Long, long ago, when I was married, but was not yet a mother, I remember my husband and I marveling at a friend’s ability as a mother. She has twins and had not only breastfed them for the better part of the first year of their lives, as they grew she scheduled library visits and outings to the park or kids’ cultural events with ease and without complaint. “I treat it like my job,” she explained.

Good idea, I thought. Years later, when I had our first child, I did treat the new role like a job. It was easy. I put her on a schedule as soon as I could and stuck with it. She responded beautifully and I was able to maintain my second job (a home-based PR consulting business) without interruption. As she got older and I had another child, I realized how much structure was a part of her personality as much as it was a part of her life. Nature over nurture. It worked for her because her personality thrived on it, but not all kids are like that and they change. They grow into little people.

Something happens to children and as much as you tell them “No,” they discover they have free will. It happens around year three. The terrible twos are nothing compared to the thrilling threes. In year two, they test the water; in year three, they dive in! The business you have set up has just undergone a hostile takeover, chaos abounds, and you hear yourself yelling much more than any ‘One Minute Manager’ ever should. You find that the only way to manage is through manipulation, threats and bribery. I must have missed that business success book.

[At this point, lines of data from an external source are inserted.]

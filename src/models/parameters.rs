//! # Parameter-vector layout
//!
//! Maps each distribution parameter to a contiguous slice of the flat
//! parameter vector shared by every fitting strategy. The index is built
//! once per model and never mutated afterwards.

/// A distribution parameter of the GEV/GPD families, in fixed layout order.
#[derive(Debug, Clone, Copy, PartialEq, Eq)]
pub enum DistributionParameter {
    Location,
    LogScale,
    Shape,
}

impl DistributionParameter {
    #[must_use]
    pub const fn label(self) -> &'static str {
        match self {
            Self::Location => "location",
            Self::LogScale => "log-scale",
            Self::Shape => "shape",
        }
    }
}

/// A contiguous slice `[start, start + len)` of the flat parameter vector.
///
/// `len` is always `1 + n_covariates`: the intercept followed by one
/// coefficient per covariate.
#[derive(Debug, Clone, Copy, PartialEq, Eq)]
pub struct ParameterSlice {
    pub start: usize,
    pub len: usize,
}

impl ParameterSlice {
    #[must_use]
    pub const fn end(self) -> usize {
        self.start + self.len
    }
}

/// Immutable flat-vector layout over the model's distribution parameters.
///
/// Layout order is fixed: location (GEV only), log-scale, shape.
#[derive(Debug, Clone, PartialEq, Eq)]
pub struct ParameterIndex {
    location: Option<ParameterSlice>,
    log_scale: ParameterSlice,
    shape: ParameterSlice,
    total_len: usize,
}

impl ParameterIndex {
    /// Build the index from per-parameter covariate counts.
    ///
    /// `location_covariates` is `None` for families without a location
    /// parameter (GPD).
    #[must_use]
    pub(crate) fn new(
        location_covariates: Option<usize>,
        log_scale_covariates: usize,
        shape_covariates: usize,
    ) -> Self {
        let mut cursor = 0;
        let location = location_covariates.map(|n_covariates| {
            let slice = ParameterSlice {
                start: cursor,
                len: 1 + n_covariates,
            };
            cursor = slice.end();
            slice
        });
        let log_scale = ParameterSlice {
            start: cursor,
            len: 1 + log_scale_covariates,
        };
        cursor = log_scale.end();
        let shape = ParameterSlice {
            start: cursor,
            len: 1 + shape_covariates,
        };
        cursor = shape.end();

        Self {
            location,
            log_scale,
            shape,
            total_len: cursor,
        }
    }

    /// Slice for one distribution parameter; `None` if the family lacks it.
    #[must_use]
    pub const fn slice(&self, parameter: DistributionParameter) -> Option<ParameterSlice> {
        match parameter {
            DistributionParameter::Location => self.location,
            DistributionParameter::LogScale => Some(self.log_scale),
            DistributionParameter::Shape => Some(self.shape),
        }
    }

    /// Total length of the flat parameter vector.
    #[must_use]
    pub const fn total_len(&self) -> usize {
        self.total_len
    }

    /// Parameters present in this layout, in flat-vector order.
    #[must_use]
    pub fn parameters(&self) -> Vec<(DistributionParameter, ParameterSlice)> {
        let mut parameters = Vec::with_capacity(3);
        if let Some(slice) = self.location {
            parameters.push((DistributionParameter::Location, slice));
        }
        parameters.push((DistributionParameter::LogScale, self.log_scale));
        parameters.push((DistributionParameter::Shape, self.shape));
        parameters
    }
}

#[cfg(test)]
mod tests {
    use super::*;

    #[test]
    fn gev_layout_is_location_logscale_shape() {
        let index = ParameterIndex::new(Some(2), 1, 0);
        assert_eq!(index.total_len(), 6);

        let location = index
            .slice(DistributionParameter::Location)
            .expect("GEV has a location slice");
        assert_eq!((location.start, location.len), (0, 3));

        let log_scale = index
            .slice(DistributionParameter::LogScale)
            .expect("log-scale slice always exists");
        assert_eq!((log_scale.start, log_scale.len), (3, 2));

        let shape = index
            .slice(DistributionParameter::Shape)
            .expect("shape slice always exists");
        assert_eq!((shape.start, shape.len), (5, 1));
    }

    #[test]
    fn gpd_layout_has_no_location_slice() {
        let index = ParameterIndex::new(None, 1, 1);
        assert_eq!(index.total_len(), 4);
        assert!(index.slice(DistributionParameter::Location).is_none());
        assert_eq!(index.parameters().len(), 2);
    }

    #[test]
    fn total_len_is_sum_of_slices() {
        let index = ParameterIndex::new(Some(1), 2, 3);
        let sum: usize = index.parameters().iter().map(|(_, slice)| slice.len).sum();
        assert_eq!(sum, index.total_len());
    }
}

This is when mothers want to quit. This is when mothers who thought they would home-school their children are frantically searching for a pre-school–a pre-school that will take kids in diapers and have a summer program, no less. I gave up on the business model and began searching for something else.

When my kids were five and three, a woman I admire whose children were about 10 and 12 commented in a passing conversation about motherhood that she was always most concerned for the women who treated their mother role as a job. I didn’t get to ask her why, but it struck me when she said that and it made me feel better that I wasn’t the only one to have a problem with extending the term “job” to an all-encompassing, 24/7 lifestyle change that starts the moment you bring your child home.

I’ll tell you why childrearing is not a job: because childrearing is like corraling cats! No business can be run with little people who have a ten-minute attention span and do not have a grasp on any sort of protocol–AT ALL. I have never had a business lunch meeting with a colleague who licked ketchup from her plate. I have never been in a boardroom with a professional who unabashedly picked her nose and ate it. The fact is, as a mother, you have to teach skills from square one: alphabet, colors, shapes, matching your clothing, socks and shoes, hygiene, manners, etc.

The only department of a corporation that resembles parenting is human resources with a huge accent on training. Kids are the employees you cannot fire. They are born into tenure with a retirement plan in the works. Human resources is constantly grooming them to someday start their own corporation, or more literally, a family.

Stephen Covey says in “7 Habits of Highly Successful People” to keep the end in mind. As a parent, you do that, at every step. From potty training to choosing a college. One thing leads to another and enables the next step in a developmental ontogeny.

Nonetheless, the reason motherhood is not a job or a business in any sort of professional way beyond low-level HR, is that above all else, it is a labor of love. It is sacrificial in ways you never knew it would be. The emotional skills you bring to the role are more important than any negotiation skills you have–but let’s not underestimate those skills. Boundaries are definitely important and consistency is paramount to successful discipline.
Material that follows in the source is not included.